(Data records)

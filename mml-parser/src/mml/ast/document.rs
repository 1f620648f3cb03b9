//! The document: node store, parent index and the CRUD API
//!
//!     Validation (existence, kind, attribute and content rules) always happens
//!     before mutation, so a failing call leaves the tree untouched.
//!
//! Text Round Trip
//!
//!     The API stores content verbatim, but parsing trims content text and
//!     drops content nodes that are blank and attribute-less. So after a
//!     serialize/parse cycle, `create_node("  padded  ")` reads back as
//!     `"padded"` and a node created with empty text and no attributes is
//!     gone. Give such a node an attribute to keep it.
//!
//! Ownership
//!
//!     `nodes` owns every node. Structure is expressed twice: each container's
//!     child id list (ordering) and `parents` (child id to parent id). Both are
//!     only changed together, by `attach` and `detach`.

use super::attributes::Attributes;
use super::content::ContentText;
use super::ids::IdGenerator;
use super::node::{Node, NodeKind};
use crate::mml::error::{MmlError, MmlResult};
use crate::mml::formats::markup::{serialize_document, SerializeOptions};
use crate::mml::lexing::contains_structural_marker;
use crate::mml::transforms::standard::{parse_pipeline, STRING_TO_DOCUMENT};
use indexmap::IndexMap;
use std::collections::HashMap;

/// Conventional id of the root container
pub const ROOT_ID: &str = "root";

/// Options for parsing
#[derive(Debug, Clone, Default, PartialEq, Eq)]
pub struct ParseOptions {
    /// Seed for generated ids; `None` seeds from the OS
    pub id_seed: Option<u64>,
}

#[derive(Debug, Clone)]
pub struct Document {
    root: String,
    nodes: HashMap<String, Node>,
    parents: HashMap<String, String>,
    ids: IdGenerator,
}

impl PartialEq for Document {
    /// Structural equality: same ids, kinds, attributes, child order, content
    /// and fragments. The id generator state is not part of the tree.
    fn eq(&self, other: &Self) -> bool {
        self.root == other.root && self.nodes == other.nodes && self.parents == other.parents
    }
}

impl Default for Document {
    fn default() -> Self {
        Self::new()
    }
}

impl Document {
    /// An empty document: just the root container
    pub fn new() -> Self {
        Self::with_generator(IdGenerator::new())
    }

    fn with_generator(mut ids: IdGenerator) -> Self {
        ids.reserve(ROOT_ID);
        let root = Node::container(
            ROOT_ID.to_string(),
            Attributes::from_iter([("type", "root")]),
        );
        Document {
            root: ROOT_ID.to_string(),
            nodes: HashMap::from([(ROOT_ID.to_string(), root)]),
            parents: HashMap::new(),
            ids,
        }
    }

    /// Assemble a document from a root node. Used by autofix, which has
    /// already reserved every id in `ids`.
    pub(crate) fn from_root(root: Node, ids: IdGenerator) -> Self {
        let root_id = root.id().to_string();
        Document {
            root: root_id.clone(),
            nodes: HashMap::from([(root_id, root)]),
            parents: HashMap::new(),
            ids,
        }
    }

    /// Parse text, repairing any structural damage (see autofix).
    pub fn parse(text: &str) -> MmlResult<Document> {
        STRING_TO_DOCUMENT.run(text.to_string())
    }

    /// Parse with explicit options
    pub fn parse_with(text: &str, options: &ParseOptions) -> MmlResult<Document> {
        parse_pipeline(options).run(text.to_string())
    }

    /// Emit the document as mml markup.
    ///
    /// Parsing the output yields an equal document, except that content text
    /// is trimmed and blank, attribute-less content nodes are dropped (see the
    /// module docs).
    pub fn serialize(&self) -> String {
        serialize_document(self, &SerializeOptions::default())
    }

    pub fn serialize_with(&self, options: &SerializeOptions) -> String {
        serialize_document(self, options)
    }

    // ------------------------------------------------------------------
    // Lookup
    // ------------------------------------------------------------------

    pub fn root_id(&self) -> &str {
        &self.root
    }

    pub fn root(&self) -> &Node {
        &self.nodes[&self.root]
    }

    pub fn get(&self, id: &str) -> Option<&Node> {
        self.nodes.get(id)
    }

    pub fn node(&self, id: &str) -> MmlResult<&Node> {
        self.nodes.get(id).ok_or_else(|| MmlError::not_found(id))
    }

    fn node_mut(&mut self, id: &str) -> MmlResult<&mut Node> {
        self.nodes.get_mut(id).ok_or_else(|| MmlError::not_found(id))
    }

    fn container(&self, id: &str) -> MmlResult<&Node> {
        let node = self.node(id)?;
        if !node.is_container() {
            return Err(MmlError::invalid(format!("{id} is not a container")));
        }
        Ok(node)
    }

    fn content_node(&self, id: &str) -> MmlResult<&Node> {
        let node = self.node(id)?;
        if !node.is_content() {
            return Err(MmlError::invalid(format!("{id} is a container")));
        }
        Ok(node)
    }

    pub fn exists(&self, id: &str) -> bool {
        self.nodes.contains_key(id)
    }

    /// Number of live nodes, root included
    pub fn node_count(&self) -> usize {
        self.nodes.len()
    }

    /// Every live id in document order (depth first, pre-order, root first)
    pub fn all_ids(&self) -> Vec<String> {
        let mut ids = vec![self.root.clone()];
        ids.extend(self.descendants_of(&self.root));
        ids
    }

    /// Every descendant id of a container in document order. Empty for
    /// content nodes and unknown ids.
    pub fn descendants_of(&self, container_id: &str) -> Vec<String> {
        let mut out = Vec::new();
        let Some(children) = self.get(container_id).and_then(Node::children) else {
            return out;
        };
        let mut stack: Vec<&String> = children.iter().rev().collect();
        while let Some(id) = stack.pop() {
            out.push(id.clone());
            if let Some(grandchildren) = self.get(id).and_then(Node::children) {
                stack.extend(grandchildren.iter().rev());
            }
        }
        out
    }

    /// True if `ancestor` is a proper ancestor of `id`
    pub fn is_ancestor(&self, ancestor: &str, id: &str) -> bool {
        let mut current = self.parents.get(id);
        while let Some(parent) = current {
            if parent == ancestor {
                return true;
            }
            current = self.parents.get(parent);
        }
        false
    }

    /// Depth below the root (root is 0)
    pub fn depth(&self, id: &str) -> usize {
        let mut depth = 0;
        let mut current = self.parents.get(id);
        while let Some(parent) = current {
            depth += 1;
            current = self.parents.get(parent);
        }
        depth
    }

    // ------------------------------------------------------------------
    // Create
    // ------------------------------------------------------------------

    /// Append a new container to `parent_id`, returning its generated id
    pub fn create_container<I, K, V>(&mut self, parent_id: &str, attributes: I) -> MmlResult<String>
    where
        I: IntoIterator<Item = (K, V)>,
        K: Into<String>,
        V: Into<String>,
    {
        let attributes: Attributes = attributes.into_iter().collect();
        attributes.validate()?;
        self.container(parent_id)?;

        let id = self.ids.generate(NodeKind::Container);
        self.nodes
            .insert(id.clone(), Node::container(id.clone(), attributes));
        self.attach(&id, parent_id, None);
        Ok(id)
    }

    /// Append a new content node to `parent_id`, returning its generated id
    pub fn create_node<I, K, V>(
        &mut self,
        content: &str,
        parent_id: &str,
        attributes: I,
    ) -> MmlResult<String>
    where
        I: IntoIterator<Item = (K, V)>,
        K: Into<String>,
        V: Into<String>,
    {
        let attributes: Attributes = attributes.into_iter().collect();
        attributes.validate()?;
        validate_content(content)?;
        self.container(parent_id)?;

        let id = self.ids.generate(NodeKind::Content);
        self.nodes.insert(
            id.clone(),
            Node::content(id.clone(), attributes, ContentText::parse(content)),
        );
        self.attach(&id, parent_id, None);
        Ok(id)
    }

    // ------------------------------------------------------------------
    // Read
    // ------------------------------------------------------------------

    pub fn read_content(&self, id: &str) -> MmlResult<String> {
        Ok(self.content_node(id)?.text().unwrap_or_default())
    }

    pub fn read_attribute(&self, id: &str, key: &str) -> MmlResult<Option<&str>> {
        Ok(self.node(id)?.attribute(key))
    }

    pub fn read_attributes(&self, id: &str) -> MmlResult<&Attributes> {
        Ok(self.node(id)?.attributes())
    }

    pub fn read_children(&self, container_id: &str) -> MmlResult<&[String]> {
        Ok(self
            .container(container_id)?
            .children()
            .unwrap_or_default())
    }

    /// Parent id, `None` for the root
    pub fn read_parent(&self, id: &str) -> MmlResult<Option<&str>> {
        self.node(id)?;
        Ok(self.parents.get(id).map(String::as_str))
    }

    pub fn read_type(&self, id: &str) -> MmlResult<NodeKind> {
        Ok(self.node(id)?.kind())
    }

    /// Fragment texts of a content node grouped by identifier
    pub fn get_fragments(
        &self,
        content_id: &str,
        identifier: Option<&str>,
    ) -> MmlResult<IndexMap<String, Vec<String>>> {
        let node = self.content_node(content_id)?;
        Ok(node
            .content_text()
            .map(|text| text.fragment_map(identifier))
            .unwrap_or_default())
    }

    // ------------------------------------------------------------------
    // Update
    // ------------------------------------------------------------------

    pub fn update_content(&mut self, id: &str, text: &str) -> MmlResult<()> {
        self.content_node(id)?;
        validate_content(text)?;
        if let Some(content) = self.node_mut(id)?.content_text_mut() {
            *content = ContentText::parse(text);
        }
        Ok(())
    }

    /// Replace the text of occurrence `index` (zero based) of `identifier`
    pub fn update_fragment(
        &mut self,
        content_id: &str,
        identifier: &str,
        index: usize,
        text: &str,
    ) -> MmlResult<()> {
        self.content_node(content_id)?;
        match self.node_mut(content_id)?.content_text_mut() {
            Some(content) => content.set_fragment(identifier, index, text),
            None => Err(MmlError::invalid(format!("{content_id} is a container"))),
        }
    }

    pub fn update_attribute(&mut self, id: &str, key: &str, value: &str) -> MmlResult<()> {
        Attributes::validate_pair(key, value)?;
        self.node_mut(id)?.attributes.insert(key, value);
        Ok(())
    }

    pub fn update_attributes<I, K, V>(&mut self, id: &str, attributes: I) -> MmlResult<()>
    where
        I: IntoIterator<Item = (K, V)>,
        K: Into<String>,
        V: Into<String>,
    {
        let attributes: Attributes = attributes.into_iter().collect();
        attributes.validate()?;
        self.node_mut(id)?.attributes.extend_from(&attributes);
        Ok(())
    }

    /// Remove an attribute; absent keys are a no-op
    pub fn delete_attribute(&mut self, id: &str, key: &str) -> MmlResult<()> {
        self.node_mut(id)?.attributes.remove(key);
        Ok(())
    }

    // ------------------------------------------------------------------
    // Structure
    // ------------------------------------------------------------------

    /// Delete a node and, for containers, every descendant
    pub fn delete_node(&mut self, id: &str) -> MmlResult<()> {
        self.node(id)?;
        if id == self.root {
            return Err(MmlError::invalid("the root container cannot be deleted"));
        }
        let doomed = self.descendants_of(id);
        self.detach(id);
        for victim in doomed.iter().map(String::as_str).chain([id]) {
            self.nodes.remove(victim);
            self.parents.remove(victim);
        }
        log::debug!(target: "mml.document", "deleted {id} and {} descendants", doomed.len());
        Ok(())
    }

    /// Move `id` under `new_parent_id` at `position` (append when `None`;
    /// positions past the end append).
    pub fn move_node(
        &mut self,
        id: &str,
        new_parent_id: &str,
        position: Option<usize>,
    ) -> MmlResult<()> {
        self.node(id)?;
        self.container(new_parent_id)?;
        if id == self.root {
            return Err(MmlError::invalid("the root container cannot be moved"));
        }
        if id == new_parent_id || self.is_ancestor(id, new_parent_id) {
            return Err(MmlError::invalid(format!(
                "cannot move {id} into itself or its own descendant {new_parent_id}"
            )));
        }
        self.detach(id);
        self.attach(id, new_parent_id, position);
        Ok(())
    }

    /// Stable sort of a container's direct children by a derived key
    pub fn sort_children<K, F>(&mut self, container_id: &str, mut key_fn: F) -> MmlResult<()>
    where
        K: Ord,
        F: FnMut(&Node) -> K,
    {
        let mut children = self.read_children(container_id)?.to_vec();
        children.sort_by_cached_key(|child| key_fn(&self.nodes[child]));
        self.replace_children(container_id, children)
    }

    /// Replace a container's child order with a permutation of itself
    pub(crate) fn replace_children(
        &mut self,
        container_id: &str,
        order: Vec<String>,
    ) -> MmlResult<()> {
        let node = self.node_mut(container_id)?;
        match node.children_mut() {
            Some(children) => {
                debug_assert_eq!(children.len(), order.len());
                *children = order;
                Ok(())
            }
            None => Err(MmlError::invalid(format!("{container_id} is not a container"))),
        }
    }

    /// Literal marker text for embedding a fragment into content by hand
    pub fn generate_fragment_markup(identifier: &str, text: &str) -> String {
        ContentText::fragment_markup(identifier, text)
    }

    // ------------------------------------------------------------------
    // Internals shared with autofix
    // ------------------------------------------------------------------

    pub(crate) fn ids_mut(&mut self) -> &mut IdGenerator {
        &mut self.ids
    }

    /// Insert an already validated child under `parent_id` (a container).
    pub(crate) fn insert_child(&mut self, node: Node, parent_id: &str) {
        let id = node.id().to_string();
        self.nodes.insert(id.clone(), node);
        self.attach(&id, parent_id, None);
    }

    fn attach(&mut self, id: &str, parent_id: &str, position: Option<usize>) {
        if let Some(children) = self.nodes.get_mut(parent_id).and_then(Node::children_mut) {
            let at = position.unwrap_or(children.len()).min(children.len());
            children.insert(at, id.to_string());
            self.parents.insert(id.to_string(), parent_id.to_string());
        }
    }

    fn detach(&mut self, id: &str) {
        if let Some(parent) = self.parents.remove(id) {
            if let Some(children) = self.nodes.get_mut(&parent).and_then(Node::children_mut) {
                children.retain(|child| child != id);
            }
        }
    }
}

/// Content stored in a node may carry fragments but never structure
fn validate_content(text: &str) -> MmlResult<()> {
    if contains_structural_marker(text) {
        return Err(MmlError::invalid(
            "content may not contain container or node markers",
        ));
    }
    Ok(())
}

(End Data records)

*What is being asked*
Among the records, find the lines that contain "PartialEq" and copy each of them.

*Written reply*
#[derive(Debug, Clone, Default, PartialEq, Eq)]
impl PartialEq for Document {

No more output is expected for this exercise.